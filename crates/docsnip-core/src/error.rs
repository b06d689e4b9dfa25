use std::path::PathBuf;
use std::time::Duration;

use thiserror::Error;

#[derive(Debug, Error)]
pub enum Error {
    #[error("Invalid configuration: {0}")]
    InvalidConfig(String),

    #[error("Not found: {0}")]
    NotFound(String),

    #[error("Operation failed: {0}")]
    Operation(String),

    #[error("Failed to read manifest {}: {source}", path.display())]
    Manifest {
        path: PathBuf,
        #[source]
        source: std::io::Error,
    },

    /// A local source could not be read.
    #[error("Failed to load '{id}': {source}")]
    Load {
        id: String,
        #[source]
        source: std::io::Error,
    },

    /// A remote source could not be fetched or yielded no text.
    #[error("Failed to fetch '{id}': {source}")]
    Fetch {
        id: String,
        #[source]
        source: FetchError,
    },
}

/// Failure modes of a URL fetch collaborator.
#[derive(Debug, Error)]
pub enum FetchError {
    #[error("network error: {0}")]
    Network(String),

    #[error("unexpected HTTP status {0}")]
    Status(u16),

    #[error("extraction returned no text")]
    EmptyExtraction,

    #[error("timed out after {0:?}")]
    Timeout(Duration),

    #[error("provider error: {0}")]
    Provider(String),
}

pub type Result<T> = std::result::Result<T, Error>;
//! Picks the densest query-term window of a chunk and widens it to sentence
//! boundaries. Output is always a slice of the input.

use std::collections::HashSet;

use crate::tokenizer::Tokenizer;

#[derive(Debug, Clone, Copy, PartialEq, Eq)]
pub struct SnippetExtractor {
	target_chars: usize,
	slack_chars: usize,
}

impl Default for SnippetExtractor {
	fn default() -> Self { Self::new(800, 160) }
}

impl SnippetExtractor {
	/// `slack_chars` bounds how far each edge may move to reach a sentence boundary.
	pub fn new(target_chars: usize, slack_chars: usize) -> Self {
		Self { target_chars: target_chars.max(1), slack_chars }
	}

	pub fn extract<'t>(&self, text: &'t str, query_terms: &HashSet<String>, tokenizer: &Tokenizer) -> &'t str {
		let chars: Vec<(usize, char)> = text.char_indices().collect();
		let n = chars.len();
		if n <= self.target_chars { return text; }

		let char_of_byte = |b: usize| chars.partition_point(|&(o, _)| o < b);
		let hits: Vec<(usize, usize)> = tokenizer
			.spans(text)
			.into_iter()
			.filter(|s| query_terms.contains(&s.term))
			.map(|s| (char_of_byte(s.start), char_of_byte(s.end)))
			.collect();

		let cs: Vec<char> = chars.iter().map(|&(_, c)| c).collect();
		let start = densest_window(&hits, self.target_chars, n);
		let first_hit = hits.iter().map(|&(s, _)| s).find(|&s| s >= start);
		let start = self.snap_start(&cs, start, first_hit);
		let end = self.snap_end(&cs, start, (start + self.target_chars).min(n));
		let byte = |ci: usize| if ci >= n { text.len() } else { chars[ci].0 };
		text[byte(start)..byte(end)].trim()
	}

	/// Moves `start` to the nearest sentence start within the slack, never past
	/// the first hit; failing that, to the next word start.
	fn snap_start(&self, cs: &[char], start: usize, first_hit: Option<usize>) -> usize {
		if start == 0 { return 0; }
		let n = cs.len();
		let back = (start.saturating_sub(self.slack_chars)..=start).rev().find(|&k| is_sentence_start(cs, k));
		let cap = first_hit.map_or(start + self.slack_chars, |h| h.min(start + self.slack_chars)).min(n);
		let fwd = (start..=cap).find(|&k| k < n && is_sentence_start(cs, k));
		match (back, fwd) {
			(Some(b), Some(f)) => if start - b <= f - start { b } else { f },
			(Some(b), None) => b,
			(None, Some(f)) => f,
			(None, None) => (start..cap).find(|&k| is_word_start(cs, k)).unwrap_or(start),
		}
	}

	fn snap_end(&self, cs: &[char], start: usize, end: usize) -> usize {
		let n = cs.len();
		if end >= n { return n; }
		let forward = (end + self.slack_chars).min(n);
		if let Some(k) = (end..=forward).find(|&k| is_sentence_end(cs, k)) { return k; }
		let floor = end.saturating_sub(self.slack_chars).max(start + 1);
		if let Some(k) = (floor..end).rev().find(|&k| is_sentence_end(cs, k)) { return k; }
		(floor..end).rev().find(|&k| cs[k].is_whitespace()).unwrap_or(end)
	}
}

fn is_terminator(c: char) -> bool { matches!(c, '.' | '!' | '?') }

fn is_sentence_start(cs: &[char], k: usize) -> bool {
	k == 0 || cs[k - 1] == '\n' || (cs[k - 1].is_whitespace() && k >= 2 && is_terminator(cs[k - 2]))
}

fn is_word_start(cs: &[char], k: usize) -> bool {
	k == 0 || (cs[k - 1].is_whitespace() && !cs[k].is_whitespace())
}

fn is_sentence_end(cs: &[char], k: usize) -> bool {
	k == cs.len() || cs[k] == '\n' || (k >= 1 && is_terminator(cs[k - 1]) && cs[k].is_whitespace())
}

/// Start (in chars) of the `width`-char window holding the most hits, with the
/// hit cluster roughly centred. Falls back to the beginning when nothing matched.
fn densest_window(hits: &[(usize, usize)], width: usize, n: usize) -> usize {
	let mut best: Option<(usize, usize, usize)> = None; // (count, first, last_end)
	let mut j = 0;
	for (i, &(first, _)) in hits.iter().enumerate() {
		j = j.max(i);
		while j < hits.len() && hits[j].1 <= first + width { j += 1; }
		let count = j - i;
		if count > 0 && best.map_or(true, |(c, _, _)| count > c) { best = Some((count, first, hits[j - 1].1)); }
	}
	let Some((_, first, last_end)) = best else { return 0 };
	let spare = width.saturating_sub(last_end - first);
	first.saturating_sub(spare / 2).min(n.saturating_sub(width))
}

## REQUIREMENT
Take the lines above from the one containing "pub enum Error" to the one containing "use crate::tokenizer::Tokenizer;" and retype them exactly, both ends included, with nothing added.

## EXERCISE OUTPUT
pub enum Error {
    #[error("Invalid configuration: {0}")]
    InvalidConfig(String),

    #[error("Not found: {0}")]
    NotFound(String),

    #[error("Operation failed: {0}")]
    Operation(String),

    #[error("Failed to read manifest {}: {source}", path.display())]
    Manifest {
        path: PathBuf,
        #[source]
        source: std::io::Error,
    },

    /// A local source could not be read.
    #[error("Failed to load '{id}': {source}")]
    Load {
        id: String,
        #[source]
        source: std::io::Error,
    },

    /// A remote source could not be fetched or yielded no text.
    #[error("Failed to fetch '{id}': {source}")]
    Fetch {
        id: String,
        #[source]
        source: FetchError,
    },
}

/// Failure modes of a URL fetch collaborator.
#[derive(Debug, Error)]
pub enum FetchError {
    #[error("network error: {0}")]
    Network(String),

    #[error("unexpected HTTP status {0}")]
    Status(u16),

    #[error("extraction returned no text")]
    EmptyExtraction,

    #[error("timed out after {0:?}")]
    Timeout(Duration),

    #[error("provider error: {0}")]
    Provider(String),
}

pub type Result<T> = std::result::Result<T, Error>;
//! Picks the densest query-term window of a chunk and widens it to sentence
//! boundaries. Output is always a slice of the input.

use std::collections::HashSet;

use crate::tokenizer::Tokenizer;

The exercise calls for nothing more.